In the end, there are issues with every airline, one just has to figure how much of a gamble are they willing to make.

David | AirlineReporter

Alastair Long

On this side of the Pond, there doesn’t seem to be a day that goes by without the Daily Mail publishing some sob story about how heartless Ryanair or easyJet were in dealing with that family of four’s over-sized baggage or denying boarding to some indignant idiot whose passport went through the washing machine and is now unreadable. Airlines do screw up and it is annoying, but in this increasingly cake and eat it (i.e. “it’s always somebody else’s fault, I am a victim and want compensation now”) society, low cost airlines will always be a soft target. They still get bums on seats though, funny that.

Yup. People bitch and moan, but in the end fly them again, b/c (gasp) they typically can fly you a heck of a lot cheaper than most other airlines. Money talks.

David | AirlineReporter

Excellent post that summarizes the issue very well, and in particular the “entitlement” attitude of so many people these days. There is also a bit of droll irony in the last statement, since the word “bum” here in America is defined as: “somebody regarded as irresponsible or worthless.”

I don’t mind flying a ULCC when everything that can potentially negatively affect me is within my control and I can find out by doing my homework (I learned this lesson the hard way on AirAsia…). I don’t mind paying for carry on bags, drinks, seats, etc as long as I can work out the bottom line when I book the ticket.

What I do mind is when it affects their operations. I mind when an operator cannot reliably fly me from point A to point B on time – ever. I mind when I have to wait an hour and a half for my bags too arrive because they are too cheap to hire enough (outsourced) rampers. I mind when I have to teach a gate agent how to read a passport because he cannot find my date of birth on it, after waiting in line for an hour because he is the only one there.

A ULCC that has smooth operations, but openly charges for every amenity – that’s the ideal. And I have yet to find it. In the US anyway.

in europe we accept this, it´s the fare stupid!

Yea… I wish more Americans would get onboard with this. However, most of our flights are much longer, which I think ups the anger a bit.

People seem to still want the “golden age” Pan Am service, but want to pay Greyhound prices.

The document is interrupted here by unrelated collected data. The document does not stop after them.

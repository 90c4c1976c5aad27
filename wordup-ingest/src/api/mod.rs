//! HTTP API handlers for wordup-ingest

pub mod collection;
pub mod health;
pub mod upload;

pub use collection::collection_routes;
pub use health::health_routes;
pub use upload::upload_routes;
//! Shard source implementations

use async_trait::async_trait;
use std::collections::HashMap;
use std::path::PathBuf;
use std::sync::{Arc, Mutex, PoisonError};

use super::{shard_file_name, ShardSource};
use crate::store::github::GithubContentsClient;
use crate::store::{ContentStore, StoreError};

/// Shards stored as `<shard_dir>/dictionary_<letter>.json` in a repository
pub struct GithubShardSource {
    client: Arc<GithubContentsClient>,
    shard_dir: String,
}

impl GithubShardSource {
    pub fn new(client: Arc<GithubContentsClient>, shard_dir: impl Into<String>) -> Self {
        Self {
            client,
            shard_dir: shard_dir.into(),
        }
    }

    fn shard_path(&self, letter: char) -> String {
        let dir = self.shard_dir.trim_matches('/');
        if dir.is_empty() {
            shard_file_name(letter)
        } else {
            format!("{}/{}", dir, shard_file_name(letter))
        }
    }
}

#[async_trait]
impl ShardSource for GithubShardSource {
    async fn fetch_shard(&self, letter: char) -> Result<Vec<u8>, StoreError> {
        let path = self.shard_path(letter);
        self.client.read(&path).await.map(|file| file.content)
    }
}

/// Shards read from a local directory
pub struct LocalShardSource {
    dir: PathBuf,
}

impl LocalShardSource {
    pub fn new(dir: impl Into<PathBuf>) -> Self {
        Self { dir: dir.into() }
    }
}

#[async_trait]
impl ShardSource for LocalShardSource {
    async fn fetch_shard(&self, letter: char) -> Result<Vec<u8>, StoreError> {
        let path = self.dir.join(shard_file_name(letter));
        match tokio::fs::read(&path).await {
            Ok(bytes) => Ok(bytes),
            Err(e) if e.kind() == std::io::ErrorKind::NotFound => {
                Err(StoreError::NotFound(path.display().to_string()))
            }
            Err(e) => Err(StoreError::Io(format!("{}: {}", path.display(), e))),
        }
    }
}

/// Fixed in-memory shards
///
/// Counts fetches per letter so callers can check caching behaviour.
#[derive(Default)]
pub struct StaticShardSource {
    shards: HashMap<char, Vec<u8>>,
    failing: Vec<char>,
    fetches: Mutex<HashMap<char, usize>>,
}

impl StaticShardSource {
    pub fn new() -> Self {
        Self::default()
    }

    /// Serve `content` as the shard for `letter`
    pub fn with_shard(mut self, letter: char, content: impl Into<Vec<u8>>) -> Self {
        self.shards.insert(letter, content.into());
        self
    }

    /// Fail every fetch of `letter` with a network error
    pub fn with_failure(mut self, letter: char) -> Self {
        self.failing.push(letter);
        self
    }

    /// Number of fetches issued for `letter`
    pub fn fetch_count(&self, letter: char) -> usize {
        let fetches = self.fetches.lock().unwrap_or_else(PoisonError::into_inner);
        fetches.get(&letter).copied().unwrap_or(0)
    }
}

#[async_trait]
impl ShardSource for StaticShardSource {
    async fn fetch_shard(&self, letter: char) -> Result<Vec<u8>, StoreError> {
        {
            let mut fetches = self.fetches.lock().unwrap_or_else(PoisonError::into_inner);
            *fetches.entry(letter).or_insert(0) += 1;
        }

        if self.failing.contains(&letter) {
            return Err(StoreError::Network(format!("shard '{}' unreachable", letter)));
        }

        self.shards
            .get(&letter)
            .cloned()
            .ok_or_else(|| StoreError::NotFound(shard_file_name(letter)))
    }
}
//! wordup-ingest - Word list upload microservice
//!
//! Accepts `.txt`, `.xlsx` and `.json` uploads, enriches the words with
//! translations from the sharded reference dictionary, and merges them into
//! the persisted wordbook held in a GitHub repository.

use std::path::PathBuf;
use std::sync::Arc;

use anyhow::{Context, Result};
use clap::Parser;
use tokio::signal;
use tracing::info;
use tracing_subscriber::{layer::SubscriberExt, util::SubscriberInitExt};
use wordup_common::config::TomlConfig;
use wordup_ingest::archive::RawArchive;
use wordup_ingest::dictionary::{GithubShardSource, LocalShardSource, ShardSource, StaticShardSource};
use wordup_ingest::merge::MergeStore;
use wordup_ingest::pipeline::IngestPipeline;
use wordup_ingest::store::github::{GithubContentsClient, GithubRepo};
use wordup_ingest::store::{ContentStore, MemoryContentStore};
use wordup_ingest::{build_router, AppState};

/// Commit message used for verbatim file archives
const ARCHIVE_COMMIT_MESSAGE: &str = "File uploaded via web app";

/// Command-line arguments for wordup-ingest
#[derive(Parser, Debug)]
#[command(name = "wordup-ingest")]
#[command(about = "Word list upload and enrichment service")]
#[command(version)]
struct Args {
    /// TOML configuration file
    #[arg(short, long, env = "WORDUP_CONFIG")]
    config: Option<PathBuf>,

    /// Address to bind
    #[arg(long)]
    host: Option<String>,

    /// Port to listen on
    #[arg(short, long)]
    port: Option<u16>,

    /// Keep the collection in memory instead of a remote repository
    #[arg(long)]
    offline: bool,

    /// Read dictionary shards from this directory (offline mode)
    #[arg(long)]
    dict_dir: Option<PathBuf>,

    /// Access token for the contents API
    #[arg(long, env = "GITHUB_TOKEN", hide_env_values = true)]
    github_token: Option<String>,
}

#[tokio::main]
async fn main() -> Result<()> {
    let args = Args::parse();

    let mut config = TomlConfig::load(args.config.as_deref()).context("Failed to load configuration")?;
    if let Some(host) = args.host.clone() {
        config.host = host;
    }
    if let Some(port) = args.port {
        config.port = port;
    }

    // Initialize tracing
    tracing_subscriber::registry()
        .with(
            tracing_subscriber::EnvFilter::try_from_default_env()
                .unwrap_or_else(|_| config.logging.level.clone().into()),
        )
        .with(tracing_subscriber::fmt::layer())
        .init();

    info!(
        "Starting wordup-ingest v{} (dedup: {:?}, conflict retries: {})",
        env!("CARGO_PKG_VERSION"),
        config.merge.dedup,
        config.merge.conflict_retries
    );

    let (store, shards) = if args.offline {
        build_offline(&args)
    } else {
        build_remote(&config, args.github_token.clone())?
    };

    let merge = MergeStore::new(
        store.clone(),
        config.store.collection_path.clone(),
        config.merge.dedup,
        config.store.commit_message.clone(),
    );
    let pipeline =
        IngestPipeline::new(shards, merge).with_conflict_retries(config.merge.conflict_retries);
    let archive = RawArchive::new(store, config.store.upload_dir.clone(), ARCHIVE_COMMIT_MESSAGE);

    let state = AppState::new(pipeline, archive, config.max_upload_bytes);
    let app = build_router(state);

    let listener = tokio::net::TcpListener::bind((config.host.as_str(), config.port))
        .await
        .with_context(|| format!("Failed to bind to {}:{}", config.host, config.port))?;
    let addr = listener.local_addr()?;
    info!("wordup-ingest listening on http://{}", addr);
    info!("Health check: http://{}/health", addr);

    axum::serve(listener, app)
        .with_graceful_shutdown(shutdown_signal())
        .await
        .context("Server error")?;

    info!("Server shutdown complete");
    Ok(())
}

fn build_offline(args: &Args) -> (Arc<dyn ContentStore>, Arc<dyn ShardSource>) {
    info!("Offline mode: collection is kept in memory and lost on exit");

    let shards: Arc<dyn ShardSource> = match &args.dict_dir {
        Some(dir) => {
            info!("Dictionary shards: {}", dir.display());
            Arc::new(LocalShardSource::new(dir))
        }
        None => {
            info!("No dictionary configured; every word gets the placeholder translation");
            Arc::new(StaticShardSource::new())
        }
    };

    let store: Arc<dyn ContentStore> = Arc::new(MemoryContentStore::new());
    (store, shards)
}

fn build_remote(
    config: &TomlConfig,
    token: Option<String>,
) -> Result<(Arc<dyn ContentStore>, Arc<dyn ShardSource>)> {
    config.validate_remote()?;

    if token.is_none() {
        tracing::warn!("GITHUB_TOKEN not set; writes to the collection repository will be rejected");
    }

    let store_repo = GithubRepo {
        api_base: config.store.api_base.clone(),
        owner: config.store.owner.clone(),
        repo: config.store.repo.clone(),
        branch: config.store.branch.clone(),
    };
    let dictionary_repo = GithubRepo {
        api_base: config.dictionary.api_base.clone(),
        owner: config.dictionary.owner.clone(),
        repo: config.dictionary.repo.clone(),
        branch: config.dictionary.branch.clone(),
    };

    info!(
        "Collection: {}/{}@{}:{}",
        store_repo.owner, store_repo.repo, store_repo.branch, config.store.collection_path
    );
    info!(
        "Dictionary: {}/{}@{}:{}",
        dictionary_repo.owner, dictionary_repo.repo, dictionary_repo.branch, config.dictionary.shard_dir
    );

    let store = GithubContentsClient::new(store_repo, token.clone())
        .context("Failed to create collection store client")?;
    let dictionary = GithubContentsClient::new(dictionary_repo, token)
        .context("Failed to create dictionary client")?;

    let store: Arc<dyn ContentStore> = Arc::new(store);
    let shards: Arc<dyn ShardSource> = Arc::new(GithubShardSource::new(
        Arc::new(dictionary),
        config.dictionary.shard_dir.clone(),
    ));

    Ok((store, shards))
}

/// Graceful shutdown signal handler
async fn shutdown_signal() {
    let ctrl_c = async {
        signal::ctrl_c()
            .await
            .expect("Failed to install Ctrl+C handler");
    };

    #[cfg(unix)]
    let terminate = async {
        signal::unix::signal(signal::unix::SignalKind::terminate())
            .expect("Failed to install signal handler")
            .recv()
            .await;
    };

    #[cfg(not(unix))]
    let terminate = std::future::pending::<()>();

    tokio::select! {
        _ = ctrl_c => {
            info!("Received Ctrl+C, shutting down");
        },
        _ = terminate => {
            info!("Received terminate signal, shutting down");
        },
    }
}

Not sure why people understand “you get what you pay for” with so many other things, but with airlines, that concept is hard to understand.

David | AirlineReporter

Glen Towler

I wouldn’t dream of flying with them myself better to fly with a airline where there not so many hidden extras .I don’t think I could live with seat pitch on this airline but you do get what you pay for but using skyscanner does help with getting the best price and booking in advance helps too. I flew with United in July and I wish I hadn’t if only I had listened to people like Rob Mark from airplane geeks on how awful United are lets hope there new CEO can fix this airline I know he has had heart attack I hope he gets better soon

Brian Clark

If you want to fly Spirit, it seems that they are pretty clear and upfront with their rules. It’s a great deal if you can fit everything you want to travel with in a “personal item” sized bag. It’s certainly not a scam. I personally fly a lot, and prefer to hang out in a comfortable lounge, get free upgrades, get priority security screening, and get priority boarding. I pay slightly more for my tickets. I sometimes book a flight when there are cheaper options available so I can enjoy my elite status, and earn more precious elite qualifying miles. Spirit isn’t for me, but if I only flew once or twice a year, I might go for it.